Gov. Cuomo’s Office Looks Forward to Getting Money
Unless an appeal is filed, the Senecas will likely need to make the back payments soon. The tribe apparently has been placing the disputed funds into an escrow account.
The judge’s decision was praised by an adviser to New York Gov. Andrew Cuomo, a Democrat.
A court confirmed what we’ve said all along: the Seneca Nation needs to fulfill their obligations, make their neighbors whole, and pay what they owe via their gaming compact,” Rich Azzopardi said in a tweet. “Time to end this charade, stop using the courts to delay & pay what they owe.”
The Seneca Nation owns three casinos in western New York State — in Buffalo, Niagara Falls, and Salamanca. Since 2002, the tribe has paid over $1 billion in revenue sharing to local and state governments, the Buffalo News reported.
On Friday, there was no indication whether the Senecas would appeal the federal court ruling.
“We understood the reality that the arbitration and court proceedings may not ultimately uphold the language of the Compact as written,” Seneca Nation of Indians President Rickey Armstrong, Sr. said in a statement quoted by NYup.com. “Yet, it is our obligation to defend our agreements, so they are not compromised for the benefit of others. We will take the time to review today’s decision and determine how the Nation will proceed.”
Skretny rejected the tribe’s request to have the US Department of the Interior weigh in on the dispute.

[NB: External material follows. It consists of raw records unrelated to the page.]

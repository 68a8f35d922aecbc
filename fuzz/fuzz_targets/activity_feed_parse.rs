#![no_main]

use herald_core::is_issue_key;
use herald_jira::parse_activity_feed;
use libfuzzer_sys::fuzz_target;

fuzz_target!(|data: &[u8]| {
    let raw = String::from_utf8_lossy(data);
    if let Ok(entries) = parse_activity_feed(&raw) {
        for entry in entries {
            assert!(!entry.id.is_empty());
            if let Some(key) = entry.issue_key() {
                assert!(is_issue_key(key));
            }
        }
    }
});
use std::{
    collections::{HashMap, HashSet},
    path::Path,
    sync::Arc,
};

use anyhow::{bail, Result};
use async_trait::async_trait;
use herald_config::{parse_config, LoadedConfig};
use herald_core::{
    ActivityEntry, Author, ChatTransport, FeedReader, Issue, IssueLookup, LookupError, Message,
    SenderIdentity, StateStore, UserImage,
};
use herald_pipeline::{ActivityRelay, RelayCollaborators, RelaySettings};
use herald_state::FileStateStore;
use herald_storage::LocalBlobStore;
use serde_json::json;
use tempfile::tempdir;
use tokio::sync::Mutex as AsyncMutex;
use tracing::Span;

struct ScriptedFeed {
    /// Newest first.
    entries: AsyncMutex<Vec<ActivityEntry>>,
    fetches: AsyncMutex<usize>,
}

impl ScriptedFeed {
    fn new(entries: Vec<ActivityEntry>) -> Self {
        Self {
            entries: AsyncMutex::new(entries),
            fetches: AsyncMutex::new(0),
        }
    }

    async fn publish(&self, entry: ActivityEntry) {
        self.entries.lock().await.insert(0, entry);
    }
}

#[async_trait]
impl FeedReader for ScriptedFeed {
    async fn fetch_new_entries(&self, limit: usize) -> Result<Vec<ActivityEntry>> {
        *self.fetches.lock().await += 1;
        Ok(self.entries.lock().await.iter().take(limit).cloned().collect())
    }
}

struct ScriptedTracker {
    issues: HashMap<String, Issue>,
    users_with_images: HashSet<String>,
    issue_requests: AsyncMutex<Vec<String>>,
    image_requests: AsyncMutex<Vec<String>>,
}

impl ScriptedTracker {
    fn new(issues: Vec<Issue>, users_with_images: &[&str]) -> Self {
        Self {
            issues: issues
                .into_iter()
                .map(|issue| (issue.key.clone(), issue))
                .collect(),
            users_with_images: users_with_images.iter().map(|name| name.to_string()).collect(),
            issue_requests: AsyncMutex::new(Vec::new()),
            image_requests: AsyncMutex::new(Vec::new()),
        }
    }

    async fn image_request_count(&self) -> usize {
        self.image_requests.lock().await.len()
    }
}

#[async_trait]
impl IssueLookup for ScriptedTracker {
    async fn get_issue(&self, key: &str) -> Result<Issue, LookupError> {
        self.issue_requests.lock().await.push(key.to_string());
        self.issues
            .get(key)
            .cloned()
            .ok_or_else(|| LookupError::NotFound {
                key: key.to_string(),
            })
    }

    async fn get_user_image(&self, activity: &ActivityEntry) -> Result<Option<UserImage>> {
        let username = activity.author.username.clone();
        self.image_requests.lock().await.push(username.clone());
        if !self.users_with_images.contains(&username) {
            return Ok(None);
        }
        Ok(Some(UserImage {
            bytes: format!("image-of-{username}").into_bytes(),
            content_type: Some("image/png".to_string()),
        }))
    }
}

#[derive(Default)]
struct RecordingChat {
    fail_remaining: AsyncMutex<usize>,
    delivered: AsyncMutex<Vec<Message>>,
}

impl RecordingChat {
    async fn fail_next(&self, count: usize) {
        *self.fail_remaining.lock().await = count;
    }

    async fn delivered(&self) -> Vec<Message> {
        self.delivered.lock().await.clone()
    }
}

#[async_trait]
impl ChatTransport for RecordingChat {
    async fn post_message(&self, channel: &str, sender: &SenderIdentity, text: &str) -> Result<()> {
        let mut fail_remaining = self.fail_remaining.lock().await;
        if *fail_remaining > 0 {
            *fail_remaining -= 1;
            bail!("slack chat.postMessage failed: ratelimited");
        }
        self.delivered.lock().await.push(Message {
            channel: channel.to_string(),
            sender: sender.clone(),
            text: text.to_string(),
        });
        Ok(())
    }
}

fn entry(
    id: &str,
    username: &str,
    display_name: &str,
    issue_key: &str,
    verb: &str,
) -> ActivityEntry {
    ActivityEntry {
        id: id.to_string(),
        title: format!(
            r#"<a href="/people/{username}">{display_name}</a> {verb} <a href="/browse/{issue_key}">{issue_key}</a>"#
        ),
        updated: None,
        author: Author {
            display_name: display_name.to_string(),
            username: username.to_string(),
            email: None,
            photo_url: Some(format!("/avatars/{username}")),
        },
        target_title: None,
        object_title: Some(issue_key.to_string()),
    }
}

fn tracker_issue(key: &str, fields: serde_json::Value) -> Issue {
    serde_json::from_value(json!({"key": key, "fields": fields})).expect("issue json")
}

fn relay_config(state_path: &Path, blob_root: &Path) -> LoadedConfig {
    let raw = format!(
        r##"{{
            "state": {{"path": {state}}},
            "atlassian": {{
                "host": "example.atlassian.net",
                "max_activity_lookup": 20,
                "concurrent_issue_lookups": 3,
                "auth": {{"username": "bot", "password": "secret"}}
            }},
            "slack": {{
                "auth": {{"token": "xoxb-test"}},
                "users": {{"jdoe": {{"name": "", "icon_emoji": ":bee:"}}}}
            }},
            "resource_storage": {{
                "driver": "local",
                "root": {root},
                "public_base_url": "https://cdn.example.com/avatars"
            }},
            "triggers": [
                {{"slack_channel": "#team-yoda", "match": {{"team": "^Yoda$", "status": "Done"}}}},
                {{"slack_channel": "#labels", "match": {{"labels": "urgent"}},
                  "custom_fields": {{"labels": "customfield_20"}}}}
            ],
            "custom_jira_fields": [{{"name": "team", "jira_field": "customfield_10"}}]
        }}"##,
        state = json!(state_path),
        root = json!(blob_root),
    );
    parse_config(&raw).expect("valid relay config")
}

struct Fixture {
    feed: Arc<ScriptedFeed>,
    tracker: Arc<ScriptedTracker>,
    chat: Arc<RecordingChat>,
    state: Arc<FileStateStore>,
    relay: ActivityRelay,
}

fn fixture(root: &Path, entries: Vec<ActivityEntry>) -> Fixture {
    let config = relay_config(&root.join("state.json"), &root.join("blobs"));
    let feed = Arc::new(ScriptedFeed::new(entries));
    let tracker = Arc::new(ScriptedTracker::new(
        vec![
            tracker_issue(
                "LRN-1",
                json!({
                    "team": "Vader",
                    "customfield_10": {"value": "Yoda"},
                    "status": {"name": "Done"}
                }),
            ),
            tracker_issue(
                "LRN-2",
                json!({"customfield_10": {"value": "Yoda"}, "status": {"name": "In Progress"},
                       "customfield_20": ["backend", "urgent"]}),
            ),
            tracker_issue(
                "LRN-3",
                json!({"customfield_10": null, "team": "Yoda", "status": "Done",
                       "customfield_20": [{"value": "urgent"}]}),
            ),
        ],
        &["jdoe", "bob"],
    ));
    let chat = Arc::new(RecordingChat::default());
    let state = Arc::new(
        FileStateStore::load(config.document.state.path.clone()).expect("state store"),
    );
    let blobs = Arc::new(
        LocalBlobStore::new(root.join("blobs"), "https://cdn.example.com/avatars")
            .expect("blob store"),
    );
    let relay = ActivityRelay::new(
        RelayCollaborators {
            feed: feed.clone(),
            issues: tracker.clone(),
            chat: chat.clone(),
            blobs,
            state: state.clone(),
        },
        RelaySettings::from(&config),
        Span::none(),
    )
    .expect("relay");
    Fixture {
        feed,
        tracker,
        chat,
        state,
        relay,
    }
}

#[tokio::test]
async fn integration_relay_routes_by_aliases_in_timeline_and_trigger_order() {
    let temp = tempdir().expect("tempdir");
    let fixture = fixture(
        temp.path(),
        vec![
            entry("E4", "bob", "Bob", "LRN-404", "deleted"),
            entry("E3", "bob", "Bob", "LRN-3", "resolved"),
            entry("E2", "jdoe", "Jane Doe", "LRN-2", "labelled"),
            entry("E1", "jdoe", "Jane Doe", "LRN-1", "closed"),
        ],
    );

    let report = fixture.relay.run_once().await.expect("relay pass");

    let delivered = fixture
        .chat
        .delivered()
        .await
        .into_iter()
        .map(|message| (message.channel, message.text))
        .collect::<Vec<_>>();
    assert_eq!(
        delivered,
        vec![
            ("#team-yoda".to_string(), "closed </browse/LRN-1|LRN-1>".to_string()),
            ("#labels".to_string(), "labelled </browse/LRN-2|LRN-2>".to_string()),
            ("#team-yoda".to_string(), "resolved </browse/LRN-3|LRN-3>".to_string()),
            ("#labels".to_string(), "resolved </browse/LRN-3|LRN-3>".to_string()),
        ]
    );
    assert_eq!(report.new_activities, 4);
    assert_eq!(report.enriched, 3);
    assert_eq!(report.messages_posted, 4);
    assert_eq!(
        fixture.state.get_cursor().await.expect("cursor").as_deref(),
        Some("E4")
    );
}

#[tokio::test]
async fn integration_relay_caches_avatars_across_runs_and_applies_sender_overrides() {
    let temp = tempdir().expect("tempdir");
    let fixture = fixture(
        temp.path(),
        vec![
            entry("E2", "jdoe", "Jane Doe", "LRN-1", "reopened"),
            entry("E1", "jdoe", "Jane Doe", "LRN-1", "closed"),
        ],
    );

    fixture.relay.run_once().await.expect("first pass");
    assert_eq!(fixture.tracker.image_request_count().await, 1);
    let stored = std::fs::read(temp.path().join("blobs/users/images/jdoe")).expect("blob");
    assert_eq!(stored, b"image-of-jdoe");

    fixture
        .feed
        .publish(entry("E3", "jdoe", "Jane Doe", "LRN-1", "commented on"))
        .await;
    let report = fixture.relay.run_once().await.expect("second pass");

    assert_eq!(report.new_activities, 1);
    assert_eq!(fixture.tracker.image_request_count().await, 1);
    let delivered = fixture.chat.delivered().await;
    assert_eq!(delivered.len(), 3);
    for message in &delivered {
        assert_eq!(message.sender.name, "Jane Doe");
        assert_eq!(
            message.sender.icon_url,
            "https://cdn.example.com/avatars/users/images/jdoe"
        );
        assert_eq!(message.sender.icon_emoji.as_deref(), Some(":bee:"));
    }
    assert_eq!(delivered[2].text, "commented on </browse/LRN-1|LRN-1>");
}

#[tokio::test]
async fn integration_relay_redelivers_after_aborted_pass_instead_of_skipping() {
    let temp = tempdir().expect("tempdir");
    let fixture = fixture(
        temp.path(),
        vec![
            entry("E2", "bob", "Bob", "LRN-3", "resolved"),
            entry("E1", "jdoe", "Jane Doe", "LRN-1", "closed"),
        ],
    );
    fixture.chat.fail_next(1).await;

    fixture
        .relay
        .run_once()
        .await
        .expect_err("chat failure aborts the pass");
    assert_eq!(fixture.state.get_cursor().await.expect("cursor"), None);

    let report = fixture.relay.run_once().await.expect("retry pass");
    assert_eq!(report.messages_posted, 3);
    assert_eq!(report.cursor.as_deref(), Some("E2"));

    let reloaded = FileStateStore::load(temp.path().join("state.json")).expect("reload");
    assert_eq!(
        reloaded.get_cursor().await.expect("cursor").as_deref(),
        Some("E2")
    );
    assert_eq!(*fixture.feed.fetches.lock().await, 2);
}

New York Cities Hurt by Withheld Payments
The city of Niagara Falls was especially hard hit by the cessation of payments. Over a year ago, Cuomo sent $12.3 million in financial relief to the city, roughly the amount it would have expected to receive from the tribe.
The Seneca County Board of Supervisors even considered a motion that would have demanded the state shut down the Nation’s three casinos in western New York and pay each county the revenue it would have received had the tribe not stopped making payments.
Casino.org reached out to the Seneca Nation for comment, but there was no immediate response on Saturday.